I have run a 2 core cable (a long cig lighter extension lead) from the cab where the battery is to the wardrobe mid van with a female cig lighter which i connect the inverter into using the male cig lighter connecter it came with. 

All works fine for a few hours, the battery meter shows still loads of power but the inverter starts to beep?

I have a 600w inverter which clips to the battery with leads like jump leads (big) if I run a 240v extension lead from the inverter in the cab to the tv & sky box would this work, more to the point will it be ok? 

Thanks

Chris


----------



## DiscoDave (Aug 25, 2008)

The buzzer is indicating low voltage. Most likely below 10.5v into the inverter. Voltage drops in relation the current draw, size and length of the cable used.

as a simplififed example if the volt drop is 2 volts and is effective on the 12v side of the invertor that is a 16% drop.

if you swap invertors anduse a 230v extension lead the 2 volt volt drop applies to the 230v side of an invertor and is only 0.9% of the total and so has no effect on the appliances used.

hope this goes some way to explaining it for you.


----------



## chrisndeb (Feb 7, 2007)

Thanks DicoDave

Would it work the same if I put the 300w inverter on a short lead by the battery and used a 240v extension lead? as the smaller inverter is silent?

Thanks

Chris


----------



## DiscoDave (Aug 25, 2008)

certainly would do yes.


----------



## HarleyBiker (Apr 16, 2009)

Hi chrisndeb,

I think your problem is that the 12v cable feeding the inverter is too light (thin) causing voltage drop. I will be ok when the batteries are in titp top condition but as they discharge slightly, the loss will be too great.

If you replace this with a thicker cable it should present a cure.

The problem is that whilst a 300 load will draw only 1.2 amp (approx) whilst plugged into the mains, when used through an inverter it will draw approximately 25 amps, far too much for your cigarette lighter extension lead.

I hope this helps.

John.


----------



## Touchwood_RV (May 1, 2005)

Hi chrisndeb,

All of the above are technically correct what you are missing is, if you really want the inverter nearer the 240V appliances then you need to calculate the cable size, the following are examples, I have made a couple of assumptions:
1 – this is for a permanent installation
2 - cable run will NOT be run in constricted places (i.e. within insulation, or through bedding lockers that are then stuffed with bedding/sleeping bags etc)
3 – if the cable is routed outside, clipped to the chassis, it is enclosed in quality conduit to prevent damage

At 300 watt for a 1 meter run you need a cable with something around 2.5mm cross section per leg
At 600 watt for a 1 meter run you need a cable with something around 6mm cross section per leg

At 300 watt for a 3 meter run you need a cable with something around 10mm cross section per leg
At 600 watt for a 3 meter run you need a cable with something around 16mm cross section per leg

The above are sample calculations and not to be taken as givens, as the actual final size will depend on conductor type, copper or aluminium, and the type of cable insulation which needs to be correct for the installation area/materials within in which it is run for permanent installations. 

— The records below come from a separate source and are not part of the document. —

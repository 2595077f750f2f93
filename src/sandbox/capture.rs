//! Preserving a failed sandbox for postmortem inspection.

use std::fs;
use std::path::{Path, PathBuf};

use tracing::{debug, warn};
use walkdir::WalkDir;

use crate::error::{Result, SandboxError};
use crate::sandbox::transfer::copy_file;

/// Written into every capture that starts from an empty directory.
/// Only directories carrying it are ever cleared.
pub const CAPTURE_MARKER: &str = ".sandbox-capture";

/// Behaviour when the debug directory already holds files.
#[derive(Debug, Clone, Copy, Default, PartialEq, Eq)]
pub enum DebugPolicy {
    /// Remove a previous capture, then write the new one.
    ///
    /// A populated directory without [`CAPTURE_MARKER`] is not a capture and
    /// is refused with [`SandboxError::DebugExists`].
    #[default]
    Replace,
    /// Copy over the previous capture, keeping files the new one lacks.
    Merge,
    /// Refuse with [`SandboxError::DebugExists`].
    FailIfPopulated,
}

/// Copies a whole sandbox tree into a debug directory.
#[derive(Debug, Clone)]
pub struct FailureCapture {
    destination: PathBuf,
    policy: DebugPolicy,
}

impl FailureCapture {
    /// Capture into `destination`, resolving existing contents with `policy`.
    pub fn new(destination: impl Into<PathBuf>, policy: DebugPolicy) -> Self {
        Self {
            destination: destination.into(),
            policy,
        }
    }

    /// The debug directory.
    pub fn destination(&self) -> &Path {
        &self.destination
    }

    /// Copy everything under `sandbox` into the debug directory.
    pub fn preserve(&self, sandbox: &Path) -> Result<usize> {
        let fresh = self.prepare()?;
        let copied = copy_tree(sandbox, &self.destination)?;
        if fresh {
            fs::write(self.destination.join(CAPTURE_MARKER), "")?;
        }
        warn!(
            files = copied,
            debug_dir = %self.destination.display(),
            "preserved failed sandbox"
        );
        Ok(copied)
    }

    /// Make the destination ready. Returns whether it is now empty.
    fn prepare(&self) -> Result<bool> {
        let populated = match fs::read_dir(&self.destination) {
            Ok(mut entries) => entries.next().is_some(),
            Err(err) if err.kind() == std::io::ErrorKind::NotFound => false,
            Err(err) => return Err(SandboxError::Io(err)),
        };

        let fresh = match (populated, self.policy) {
            (false, _) => true,
            (true, DebugPolicy::Replace) if self.destination.join(CAPTURE_MARKER).is_file() => {
                debug!(debug_dir = %self.destination.display(), "clearing previous capture");
                fs::remove_dir_all(&self.destination)?;
                true
            }
            (true, DebugPolicy::Merge) => false,
            (true, DebugPolicy::Replace | DebugPolicy::FailIfPopulated) => {
                return Err(SandboxError::DebugExists(self.destination.clone()));
            }
        };

        fs::create_dir_all(&self.destination)?;
        Ok(fresh)
    }
}

/// Recursively copy the contents of `from` into `to`, returning the file count.
///
/// Symlinks are copied as the file they point to; links to directories are skipped.
pub fn copy_tree(from: &Path, to: &Path) -> Result<usize> {
    let mut files = 0;

    for entry in WalkDir::new(from).min_depth(1).follow_links(false) {
        let entry = entry?;
        let relative = entry
            .path()
            .strip_prefix(from)
            .map_err(|err| SandboxError::Config(err.to_string()))?;
        let target = to.join(relative);
        let kind = entry.file_type();

        if kind.is_dir() {
            fs::create_dir_all(&target)?;
        } else if kind.is_symlink() {
            match fs::metadata(entry.path()) {
                Ok(meta) if meta.is_file() => {
                    copy_file(entry.path(), &target)?;
                    files += 1;
                }
                _ => debug!(link = %entry.path().display(), "skipping symlink"),
            }
        } else {
            copy_file(entry.path(), &target)?;
            files += 1;
        }
    }

    Ok(files)
}
//! # Workdir Sandbox
//!
//! Run an operation inside a disposable working directory.
//!
//! A [`SandboxRunner`] allocates a fresh directory for every run and:
//!
//! - **Imports** caller files matching glob patterns before the operation runs
//! - **Exports** sandbox files matching glob patterns after it succeeds
//! - **Preserves** the whole sandbox in a `debug/` directory when it fails
//! - **Restores** the working directory and removes the sandbox on every path
//!
//! The operation's error comes back unchanged inside [`RunError::Operation`].
//!
//! ## Example
//!
//! ```rust,no_run
//! use workdir_sandbox::prelude::*;
//!
//! let config = SandboxConfig::builder()
//!     .import("*.md")
//!     .export("*.html")
//!     .chdir(false)
//!     .build();
//!
//! let runner = SandboxRunner::new(config);
//! let pages = runner.run(|sandbox| {
//!     let text = std::fs::read_to_string(sandbox.path("index.md"))?;
//!     std::fs::write(sandbox.path("index.html"), text)?;
//!     Ok::<_, std::io::Error>(1)
//! });
//! assert!(pages.is_ok());
//! ```
//!
//! ## Working directory
//!
//! With `chdir` enabled (the default) the process working directory is switched
//! into the sandbox for the duration of the operation. That directory is
//! process-wide, so such runs are serialized and nesting one inside another on
//! the same thread fails with [`SandboxError::Reentrant`]. Disable `chdir` and
//! address files through [`SandboxContext`] to run sandboxes concurrently.
//!
//! ## Collaborators
//!
//! - [`frontmatter`]: YAML metadata blocks at the head of documents
//! - [`convert`]: document conversion through pandoc
//! - [`typeset`]: sandboxed LaTeX runs

pub mod convert;
pub mod error;
pub mod frontmatter;
pub mod prelude;
pub mod process;
pub mod sandbox;
pub mod typeset;

// Re-export main types at crate root for convenience
pub use error::{Failure, Result, RunError, SandboxError};
pub use process::ToolOutput;
pub use sandbox::capture::{DebugPolicy, FailureCapture, CAPTURE_MARKER};
pub use sandbox::config::{SandboxConfig, SandboxConfigBuilder};
pub use sandbox::directory::{SandboxDirectory, SessionState};
pub use sandbox::executor::{SandboxContext, SandboxRunner};
pub use sandbox::matcher::PathMatcher;
pub use sandbox::transfer::{ExportStage, ImportStage};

All the above will provide a reasonable/acceptable voltage drop but will result in the provision of large unsightly cables being run.

Personally I would consider the location of the inverter in respect to the power source and then run a good quality 2.5mm 3 core flexible cable permanently installed from the inverter socket outlet to a new twin socket adjacent to the TV and Sky box into which you plug these when on inverter and back into the original sockets when on mains/generator.

In respect of the inverter location you need to consider heat dissipation of the inverter, securely mounted and not allowed to mix with the battery gases for safety reasons.

Or something in between for temporary use installation, correct cable size kept short from battery to inverter then an extension lead to the appliances - just a possible accident risk of tripping on cables etc… Actually exactly what you suggest in your last paragraph – please consider where the inverter will live temporally – heat, wet, mixing with the battery gasses.

I hope this helps you appreciate the issue you have and that there are solutions to it – no need to give up, a good sparks in your area or at your dealer will be able to do the math/design etc for you…


----------



## chrisndeb (Feb 7, 2007)

Thanks for all your help.

I will move the inverter to under drivers seat and replace the cable with thicker 3 core.

Thanks

Chris


----------